Бандерес (появляясь на пороге бильярдной): Ну что тут у вас?
Розенберг: Пожарная часть горит… Вон, Вербицкий накаркал… Ну что, идем, наконец?
Бандерес: Надо пойти посмотреть. (Уходит вместе со следователем).
За окном неожиданно вспыхивают отсветы далекого пожара.
Брут (справившись, наконец, с ящиком): Ты только посмотри, как полыхает. Странно, что Гонзалес раньше ничего не заметил. (Гонзалесу). Ты что, проспал?
Гонзалес мычит.
Розенберг: Пошли, пошли.
Брут: Не волнуйся, без нас не сгорит. (Кричит). Александра!.. Александра!..
На пороге появляется сонная Александра.
Присмотри-ка тут, пока нас не будет. Мы скоро вернемся.
Александра: Хорошо, господин Брут… А что случилось?
Брут: Ничего. Пожарная часть горит.
Александра: Ах!
Вербицкий: Не бойтесь, мадемуазель. До нас не дойдет. (Быстро уходит вместе с Брутом и Розенбергом).
Эпизод 30
Пауза.
На сцене остаются Александра и Гонзалес.
Александра медленно идет по сцене между столиками, время от времени ставя на место стулья, пока не оказывается возле сидящего у окна Гонзалеса.
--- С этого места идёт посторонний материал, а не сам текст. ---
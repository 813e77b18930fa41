// Images, views, samplers and textures

use ash::vk;
use std::sync::Arc;

use super::device::DeviceCapabilities;
use super::gpu::GpuDevice;
use super::memory::MemoryBlock;
use crate::error::{vk_err, RenderError, Result};

/// Creation parameters for a 2D image.
#[derive(Debug, Clone, Copy)]
pub struct ImageDesc {
    pub extent: vk::Extent2D,
    pub format: vk::Format,
    pub mip_levels: u32,
    pub usage: vk::ImageUsageFlags,
    pub tiling: vk::ImageTiling,
    /// `UNDEFINED` or `PREINITIALIZED`.
    pub initial_layout: vk::ImageLayout,
}

impl ImageDesc {
    /// Optimal-tiling image starting in `UNDEFINED`.
    pub fn optimal(extent: vk::Extent2D, format: vk::Format, mip_levels: u32, usage: vk::ImageUsageFlags) -> Self {
        Self {
            extent,
            format,
            mip_levels,
            usage,
            tiling: vk::ImageTiling::OPTIMAL,
            initial_layout: vk::ImageLayout::UNDEFINED,
        }
    }

    /// Host-writable linear image starting in `PREINITIALIZED`.
    pub fn linear(extent: vk::Extent2D, format: vk::Format, usage: vk::ImageUsageFlags) -> Self {
        Self {
            extent,
            format,
            mip_levels: 1,
            usage,
            tiling: vk::ImageTiling::LINEAR,
            initial_layout: vk::ImageLayout::PREINITIALIZED,
        }
    }

    pub(crate) fn create_info(&self) -> vk::ImageCreateInfo<'static> {
        vk::ImageCreateInfo::default()
            .image_type(vk::ImageType::TYPE_2D)
            .format(self.format)
            .extent(vk::Extent3D {
                width: self.extent.width,
                height: self.extent.height,
                depth: 1,
            })
            .mip_levels(self.mip_levels)
            .array_layers(1)
            .samples(vk::SampleCountFlags::TYPE_1)
            .tiling(self.tiling)
            .usage(self.usage)
            .sharing_mode(vk::SharingMode::EXCLUSIVE)
            .initial_layout(self.initial_layout)
    }
}

/// Aspect mask implied by a format.
pub fn aspect_for_format(format: vk::Format) -> vk::ImageAspectFlags {
    match format {
        vk::Format::D32_SFLOAT | vk::Format::D16_UNORM | vk::Format::X8_D24_UNORM_PACK32 => {
            vk::ImageAspectFlags::DEPTH
        }
        vk::Format::D32_SFLOAT_S8_UINT
        | vk::Format::D24_UNORM_S8_UINT
        | vk::Format::D16_UNORM_S8_UINT => vk::ImageAspectFlags::DEPTH | vk::ImageAspectFlags::STENCIL,
        vk::Format::S8_UINT => vk::ImageAspectFlags::STENCIL,
        _ => vk::ImageAspectFlags::COLOR,
    }
}

/// Memory-backed image. Tracks the layout it was last transitioned to.
pub struct Image {
    device: Arc<dyn GpuDevice>,
    handle: vk::Image,
    memory: MemoryBlock,
    desc: ImageDesc,
    layout: vk::ImageLayout,
}

impl Image {
    pub(crate) fn from_parts(device: Arc<dyn GpuDevice>, handle: vk::Image, memory: MemoryBlock, desc: ImageDesc) -> Self {
        Self {
            device,
            handle,
            memory,
            layout: desc.initial_layout,
            desc,
        }
    }

    pub fn handle(&self) -> vk::Image {
        self.handle
    }

    pub fn desc(&self) -> &ImageDesc {
        &self.desc
    }

    pub fn extent(&self) -> vk::Extent2D {
        self.desc.extent
    }

    pub fn format(&self) -> vk::Format {
        self.desc.format
    }

    pub fn mip_levels(&self) -> u32 {
        self.desc.mip_levels
    }

    pub fn memory(&self) -> &MemoryBlock {
        &self.memory
    }

    pub fn layout(&self) -> vk::ImageLayout {
        self.layout
    }

    pub(crate) fn set_layout(&mut self, layout: vk::ImageLayout) {
        self.layout = layout;
    }

    /// Give up ownership without destroying anything, like `Buffer::leak`.
    pub fn leak(mut self) {
        log::warn!(
            "Leaking image {:?}: GPU work may still reference it",
            self.handle
        );
        self.handle = vk::Image::null();
        self.memory.memory = vk::DeviceMemory::null();
    }

    pub fn aspect(&self) -> vk::ImageAspectFlags {
        aspect_for_format(self.desc.format)
    }

    /// Every mip level of the single array layer.
    pub fn full_range(&self) -> vk::ImageSubresourceRange {
        vk::ImageSubresourceRange {
            aspect_mask: self.aspect(),
            base_mip_level: 0,
            level_count: self.desc.mip_levels,
            base_array_layer: 0,
            layer_count: 1,
        }
    }

    /// Write tightly packed rows of mip 0 into a linear, host-visible image,
    /// honouring the driver's row pitch.
    pub fn write_linear(&self, pixels: &[u8], row_bytes: usize) -> Result<()> {
        if self.desc.tiling != vk::ImageTiling::LINEAR || !self.memory.is_host_visible() {
            return Err(RenderError::MissingUsage(
                "linear tiling in HOST_VISIBLE memory for direct writes".to_string(),
            ));
        }
        let height = self.desc.extent.height as usize;
        if row_bytes == 0 || pixels.len() < row_bytes.saturating_mul(height) {
            return Err(RenderError::InvalidTextureData(format!(
                "{} bytes cannot fill {} rows of {} bytes",
                pixels.len(),
                height,
                row_bytes
            )));
        }

        let layout = self.device.image_subresource_layout(
            self.handle,
            vk::ImageSubresource {
                aspect_mask: self.aspect(),
                mip_level: 0,
                array_layer: 0,
            },
        );
        if (row_bytes as u64) > layout.row_pitch {
            return Err(RenderError::DataTooLarge {
                data_bytes: row_bytes as u64,
                capacity: layout.row_pitch,
            });
        }
        // Last byte written must land inside the bound memory
        let end = layout
            .row_pitch
            .checked_mul((height as u64).saturating_sub(1))
            .and_then(|rows| rows.checked_add(layout.offset))
            .and_then(|start| start.checked_add(row_bytes as u64));
        match end {
            Some(end) if end <= self.memory.size() => {}
            _ => {
                return Err(RenderError::DataTooLarge {
                    data_bytes: end.unwrap_or(u64::MAX),
                    capacity: self.memory.size(),
                })
            }
        }

        let memory = self.memory.handle();
        unsafe {
            let base = self
                .device
                .map_memory(memory, 0, vk::WHOLE_SIZE)
                .map_err(vk_err("vkMapMemory"))?;
            let dst = base.add(layout.offset as usize);
            for (row, src) in pixels.chunks_exact(row_bytes).take(height).enumerate() {
                std::ptr::copy_nonoverlapping(
                    src.as_ptr(),
                    dst.add(row * layout.row_pitch as usize),
                    row_bytes,
                );
            }
        }

        let flushed = if self.memory.is_host_coherent() {
            Ok(())
        } else {
            self.device
                .flush_memory(memory, 0, vk::WHOLE_SIZE)
                .map_err(vk_err("vkFlushMappedMemoryRanges"))
        };
        self.device.unmap_memory(memory);
        flushed
    }
}

impl Drop for Image {
    fn drop(&mut self) {
        if self.handle != vk::Image::null() {
            self.device.destroy_image(self.handle);
        }
        if self.memory.memory != vk::DeviceMemory::null() {
            self.device.free_memory(self.memory.memory);
        }
    }
}

impl std::fmt::Debug for Image {
    fn fmt(&self, f: &mut std::fmt::Formatter<'_>) -> std::fmt::Result {
        f.debug_struct("Image")
            .field("handle", &self.handle)
            .field("desc", &self.desc)
            .field("layout", &self.layout)
            .finish()
    }
}

pub struct ImageView {
    device: Arc<dyn GpuDevice>,
    handle: vk::ImageView,
}

impl ImageView {
    pub fn new(
        device: Arc<dyn GpuDevice>,
        image: vk::Image,
        format: vk::Format,
        range: vk::ImageSubresourceRange,
    ) -> Result<Self> {
        let info = vk::ImageViewCreateInfo::default()
            .image(image)
            .view_type(vk::ImageViewType::TYPE_2D)
            .format(format)
            .components(vk::ComponentMapping {
                r: vk::ComponentSwizzle::R,
                g: vk::ComponentSwizzle::G,
                b: vk::ComponentSwizzle::B,
                a: vk::ComponentSwizzle::A,
            })
            .subresource_range(range);

        let handle = device
            .create_image_view(&info)
            .map_err(vk_err("vkCreateImageView"))?;

        Ok(Self { device, handle })
    }

    /// View over every mip level of `image`.
    pub fn for_image(device: Arc<dyn GpuDevice>, image: &Image) -> Result<Self> {
        Self::new(device, image.handle(), image.format(), image.full_range())
    }

    pub fn handle(&self) -> vk::ImageView {
        self.handle
    }
}

impl Drop for ImageView {
    fn drop(&mut self) {
        self.device.destroy_image_view(self.handle);
    }
}

/// Anisotropy to request: the device limit when the feature is present and
/// enabled in config, otherwise none.
pub fn sampler_anisotropy(caps: &DeviceCapabilities, enabled: bool) -> Option<f32> {
    (enabled && caps.sampler_anisotropy).then_some(caps.max_sampler_anisotropy)
}

pub struct Sampler {
    device: Arc<dyn GpuDevice>,
    handle: vk::Sampler,
    max_lod: f32,
    anisotropy: Option<f32>,
}

impl Sampler {
    /// Linear filtering with repeat addressing.
    pub fn new(device: Arc<dyn GpuDevice>, max_lod: f32, anisotropy: Option<f32>) -> Result<Self> {
        let info = vk::SamplerCreateInfo::default()
            .mag_filter(vk::Filter::LINEAR)
            .min_filter(vk::Filter::LINEAR)
            .mipmap_mode(vk::SamplerMipmapMode::LINEAR)
            .address_mode_u(vk::SamplerAddressMode::REPEAT)
            .address_mode_v(vk::SamplerAddressMode::REPEAT)
            .address_mode_w(vk::SamplerAddressMode::REPEAT)
            .mip_lod_bias(0.0)
            .compare_op(vk::CompareOp::NEVER)
            .min_lod(0.0)
            .max_lod(max_lod)
            .anisotropy_enable(anisotropy.is_some())
            .max_anisotropy(anisotropy.unwrap_or(1.0))
            .border_color(vk::BorderColor::FLOAT_OPAQUE_WHITE);

        let handle = device.create_sampler(&info).map_err(vk_err("vkCreateSampler"))?;

        Ok(Self {
            device,
            handle,
            max_lod,
            anisotropy,
        })
    }

    pub fn handle(&self) -> vk::Sampler {
        self.handle
    }

    pub fn max_lod(&self) -> f32 {
        self.max_lod
    }

    pub fn anisotropy(&self) -> Option<f32> {
        self.anisotropy
    }
}

impl Drop for Sampler {
    fn drop(&mut self) {
        self.device.destroy_sampler(self.handle);
    }
}

/// A sampled image ready for a combined image-sampler descriptor.
pub struct Texture {
    // View and sampler go before the image they refer to
    sampler: Sampler,
    view: ImageView,
    image: Image,
}

impl Texture {
    pub fn new(image: Image, view: ImageView, sampler: Sampler) -> Self {
        Self { sampler, view, image }
    }

    pub fn image(&self) -> &Image {
        &self.image
    }

    pub fn view(&self) -> &ImageView {
        &self.view
    }

    pub fn sampler(&self) -> &Sampler {
        &self.sampler
    }

    pub fn descriptor_info(&self) -> vk::DescriptorImageInfo {
        vk::DescriptorImageInfo {
            sampler: self.sampler.handle(),
            image_view: self.view.handle(),
            image_layout: self.image.layout(),
        }
    }
}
Александра: Смешно, правда?.. Побежали на пожар, как маленькие дети… (Протянув руку, дотрагивается до шторы). Тебе нравится такой цвет?..
Гонзалес мычит.
Неужели нравится?.. А по-моему, он сюда совсем не подходит. Тут нужен красный или оранжевый. Или, в крайнем случае, темно-желтый, но только, конечно, не такой как этот…
Гонзалес мычит.
(Вновь идет по сцене между столиками, негромко). Если бы я была здесь хозяйкой, то устроила бы все по-другому… Вместо штор можно было бы повесить жалюзи, а вместо этой глупой люстры – несколько бра, потому что люди любят полумрак и не хотят, чтобы вокруг было слишком много света… Ну, конечно… Ведь никто не хочет, чтобы все видели твои морщины, прыщи и вторые подбородки… (Медленноидет по сцене).
Короткая пауза.
А тут я бы поставила несколько кресел… Знаешь, таких бархатных, с высокими спинками, так что когда человек сидит, его не видно ни с боков, ни со спины… Я видела такие в городе, в какой-то кофейне, когда мы ездили хоронить дядю… (Остановившись в центре сцены). А потом я бы все покрасила здесь в розовый цвет. И потолок, и стены, и пол. И постелила бы розовые скатерти с розовыми салфетками, а еду подавала бы на розовой посуде, а кофе – в розовых чашечках… Как замечательно! (Негромкосмеется).
Гонзалес мычит.
Жаль только, что я никогда не буду здесь настоящей хозяйкой, как, например, мадемуазель Тереза?.. А знаешь почему?.. Потому что я скоро выйду замуж за одного генерала, с которым мы обручились прошлым летом… У него есть огромный замок на Южном озере и трехэтажный дом в столице, и когда он меня увидел, то сразу спросил, не хочу ли я стать его женой… (Негромко смеется).
Гонзалес мычит
Только никому не говори об этом, потому что если господин Брут узнает, что я тебе это рассказала, он будет ругаться… Ты ведь знаешь, какой он суеверный, наш Брут. Думает, что если что-нибудь заранее скажешь, то оно уже никогда не исполнится. Поэтому он просил меня, чтобы я никому ничего не говорила до тех пор, пока мой генерал не вернется с войны… Ты даже представить себе не можешь, сколько у него врагов! Поэтому лучше, если мы будем держать язык за зубами. Верно, Гонзалес?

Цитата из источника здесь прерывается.